Topansichten von EXAKTA TL500 und TL1000. Einen Unterschied finden Sie lediglich im Verschlusszeitenknopf, der bei der TL1000 (rechtes Bild) bis 1/1000s reicht. 



Die Kamera entspricht weitestgehend dem Modell TL1000, hat jedoch ein schwarzlackiertes Messinggehäuse. Auch technisch hat sie ein wenig mehr zu bieten - im Sucher ist eine mit dem Belichtungsmesser abgestimmte Blendenskala sichtbar. Mit dem EE-Objektiv ist sogar die Auslösung mit Blendenautomatik möglich, die Belichtungsmessung selbst muss jedoch nach wie vor bei Arbeitsblende erfolgen (per Abblendtaste).
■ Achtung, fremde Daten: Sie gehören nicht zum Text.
// src/util/testing.rs

use std::env;
use std::sync::atomic::{AtomicBool, AtomicUsize, Ordering};
use std::sync::Once;
use std::time::Duration;

use async_trait::async_trait;
use tracing::{debug, instrument};
use tracing_subscriber::{
    fmt::{self, format::FmtSpan},
    prelude::*,
    EnvFilter,
};

use crate::config::{ENV_DATA_DIR, ENV_VOCABULARY};
use crate::domain::error::{DomainError, DomainResult};
use crate::domain::repositories::storage::CollectionStorage;
use crate::infrastructure::storage::InMemoryStorage;

static INIT_LOGGING: Once = Once::new();

/// Set up test logging exactly once; honours RUST_LOG, defaults to debug
pub fn init_test_env() {
    INIT_LOGGING.call_once(|| {
        let env_filter =
            EnvFilter::try_from_default_env().unwrap_or_else(|_| EnvFilter::new("debug"));

        let subscriber = tracing_subscriber::registry().with(
            fmt::layer()
                .with_test_writer()
                .with_target(true)
                .with_span_events(FmtSpan::CLOSE)
                .with_filter(env_filter),
        );

        subscriber.try_init().unwrap_or_else(|e| {
            eprintln!("Error: Failed to set up logging: {}", e);
        });
        debug!("Test logging initialized");
    });
}

/// Restores the wardrobe environment variables on drop
#[derive(Debug, Clone)]
pub struct EnvGuard {
    data_dir: Option<String>,
    vocabulary: Option<String>,
}

impl Default for EnvGuard {
    fn default() -> Self {
        Self::new()
    }
}

impl EnvGuard {
    pub fn new() -> Self {
        Self {
            data_dir: env::var(ENV_DATA_DIR).ok(),
            vocabulary: env::var(ENV_VOCABULARY).ok(),
        }
    }
}

impl Drop for EnvGuard {
    #[instrument(level = "trace")]
    fn drop(&mut self) {
        env::remove_var(ENV_DATA_DIR);
        env::remove_var(ENV_VOCABULARY);
        if let Some(val) = &self.data_dir {
            env::set_var(ENV_DATA_DIR, val);
        }
        if let Some(val) = &self.vocabulary {
            env::set_var(ENV_VOCABULARY, val);
        }
    }
}

/// Storage whose first `slow_writes` writes sleep before completing
#[derive(Debug)]
pub struct SlowStorage {
    inner: InMemoryStorage,
    delay: Duration,
    slow_writes: AtomicUsize,
    writes: AtomicUsize,
}

impl SlowStorage {
    pub fn new(delay: Duration, slow_writes: usize) -> Self {
        Self {
            inner: InMemoryStorage::new(),
            delay,
            slow_writes: AtomicUsize::new(slow_writes),
            writes: AtomicUsize::new(0),
        }
    }

    /// Make the next `n` writes slow
    pub fn arm(&self, n: usize) {
        self.slow_writes.store(n, Ordering::SeqCst);
    }

    pub fn writes(&self) -> usize {
        self.writes.load(Ordering::SeqCst)
    }

    pub async fn payload(&self, key: &str) -> Option<String> {
        self.inner.payload(key).await
    }
}

#[async_trait]
impl CollectionStorage for SlowStorage {
    async fn read(&self, key: &str) -> DomainResult<Option<String>> {
        self.inner.read(key).await
    }

    async fn write(&self, key: &str, payload: &str) -> DomainResult<()> {
        let slow = self
            .slow_writes
            .fetch_update(Ordering::SeqCst, Ordering::SeqCst, |n| n.checked_sub(1))
            .is_ok();
        if slow {
            tokio::time::sleep(self.delay).await;
        }
        self.inner.write(key, payload).await?;
        self.writes.fetch_add(1, Ordering::SeqCst);
        Ok(())
    }
}

/// Storage whose writes can be switched to fail
#[derive(Debug, Default)]
pub struct FailingStorage {
    inner: InMemoryStorage,
    fail_writes: AtomicBool,
}

impl FailingStorage {
    pub fn new() -> Self {
        Self::default()
    }

    pub fn fail_writes(&self, fail: bool) {
        self.fail_writes.store(fail, Ordering::SeqCst);
    }

    pub async fn payload(&self, key: &str) -> Option<String> {
        self.inner.payload(key).await
    }
}

#[async_trait]
impl CollectionStorage for FailingStorage {
    async fn read(&self, key: &str) -> DomainResult<Option<String>> {
        self.inner.read(key).await
    }

    async fn write(&self, key: &str, payload: &str) -> DomainResult<()> {
        if self.fail_writes.load(Ordering::SeqCst) {
            return Err(DomainError::Persistence(format!(
                "simulated write failure for '{}'",
                key
            )));
        }
        self.inner.write(key, payload).await
    }
}
// src/infrastructure/storage/json_file.rs
use std::io::ErrorKind;
use std::path::{Path, PathBuf};

use async_trait::async_trait;
use tokio::fs;
use tracing::{debug, instrument, trace};

use crate::domain::error::DomainResult;
use crate::domain::repositories::storage::CollectionStorage;
use crate::infrastructure::error::InfrastructureError;

/// One `<key>.json` file per collection inside a data directory
#[derive(Debug, Clone)]
pub struct JsonFileStorage {
    dir: PathBuf,
}

impl JsonFileStorage {
    pub fn new<P: Into<PathBuf>>(dir: P) -> Self {
        Self { dir: dir.into() }
    }

    pub fn dir(&self) -> &Path {
        &self.dir
    }

    /// File backing `key`; keys are restricted to `[A-Za-z0-9_-]`
    pub fn path_for(&self, key: &str) -> Result<PathBuf, InfrastructureError> {
        let valid = !key.is_empty()
            && key
                .chars()
                .all(|c| c.is_ascii_alphanumeric() || c == '-' || c == '_');
        if !valid {
            return Err(InfrastructureError::InvalidKey(key.to_string()));
        }
        Ok(self.dir.join(format!("{}.json", key)))
    }
}

#[async_trait]
impl CollectionStorage for JsonFileStorage {
    #[instrument(skip(self), level = "trace")]
    async fn read(&self, key: &str) -> DomainResult<Option<String>> {
        let path = self.path_for(key)?;
        match fs::read_to_string(&path).await {
            Ok(payload) => {
                trace!("Read {} bytes from {:?}", payload.len(), path);
                Ok(Some(payload))
            }
            Err(e) if e.kind() == ErrorKind::NotFound => {
                debug!("No collection file at {:?}", path);
                Ok(None)
            }
            Err(e) => Err(InfrastructureError::FileSystem(format!(
                "Failed to read {}: {}",
                path.display(),
                e
            ))
            .into()),
        }
    }

    /// Written to a sibling temp file first, then renamed over the target
    #[instrument(skip(self, payload), level = "trace")]
    async fn write(&self, key: &str, payload: &str) -> DomainResult<()> {
        let path = self.path_for(key)?;
        let tmp = path.with_extension("json.tmp");
        let fs_error = |action: &str, p: &Path, e: std::io::Error| {
            InfrastructureError::FileSystem(format!("Failed to {} {}: {}", action, p.display(), e))
        };

        fs::create_dir_all(&self.dir)
            .await
            .map_err(|e| fs_error("create", self.dir.as_path(), e))?;
        fs::write(&tmp, payload)
            .await
            .map_err(|e| fs_error("write", tmp.as_path(), e))?;
        fs::rename(&tmp, &path)
            .await
            .map_err(|e| fs_error("replace", path.as_path(), e))?;

        trace!("Wrote {} bytes to {:?}", payload.len(), path);
        Ok(())
    }
}

#[cfg(test)]
mod tests {
    use super::*;

    #[tokio::test]
    async fn given_missing_file_when_read_then_none() {
        let dir = tempfile::tempdir().unwrap();
        let storage = JsonFileStorage::new(dir.path());
        assert_eq!(storage.read("clothing").await.unwrap(), None);
    }

    #[tokio::test]
    async fn given_missing_directory_when_write_then_creates_it() {
        let dir = tempfile::tempdir().unwrap();
        let storage = JsonFileStorage::new(dir.path().join("nested/data"));

        storage.write("outfits", "{\"items\":[]}").await.unwrap();

        let on_disk = std::fs::read_to_string(dir.path().join("nested/data/outfits.json")).unwrap();
        assert_eq!(on_disk, "{\"items\":[]}");
        assert!(!dir.path().join("nested/data/outfits.json.tmp").exists());
        assert_eq!(
            storage.read("outfits").await.unwrap().as_deref(),
            Some("{\"items\":[]}")
        );
    }

    #[test]
    fn given_key_with_path_separator_when_path_for_then_rejected() {
        let storage = JsonFileStorage::new("/tmp");
        assert!(storage.path_for("../etc/passwd").is_err());
        assert!(storage.path_for("").is_err());
        assert!(storage.path_for("clothing").is_ok());
    }
}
Die FE2000 ist die allerletzte Exakta im Vertrieb der Ihagee WEST. Standardobjektiv war das EXAKTAR EE 1:1,8/50 mm.

Die EDX-3 ist baugleich mit der Topcon RE 300 (klassisches Exakta Bajonett) und RM 300 (Pentax-K-Bajonett). Von der EDX 2/RE 200 unterschied sie sich durch eine Suchereinstellscheibe mit Schnittbild sowie die Schnittstelle für Motorantrieb. 



Zu diesem Modell war auch ein Motorwinder lieferbar (Foto rechts und unten. Die HS-3 dürfte damit wohl die einzige Exakta mit Motoranschluss sein.
Das Foto rechts zeigt eine Exakta HS-3, diesmal mit normal-schwarzer Belederung und einem angesetztem Motorwinder. Das im Foto montierte Ricoh-Objektiv arbeitet in der "P"-Blendenposition mit der Blendenautomatik der Kameras zusammen. Diese entspricht der auch bei einigen Minolta-Modellen üblichen Blendenautomatik-Einstellung.


Unschwer ist bei dieser Kamera die Verwandschaft zur Minolta X-300 (rechtes Foto) erkennbar. Minolta ließ die X-300 in Shanghai bei Seagull bauen und lizenzierte auch eine Seagull-Variante, die DF-300. Eine leicht abgewandelte Version im schwarzen Gehäuse gab es auch als DF-300x (s. EXAKTA HS-40 oben).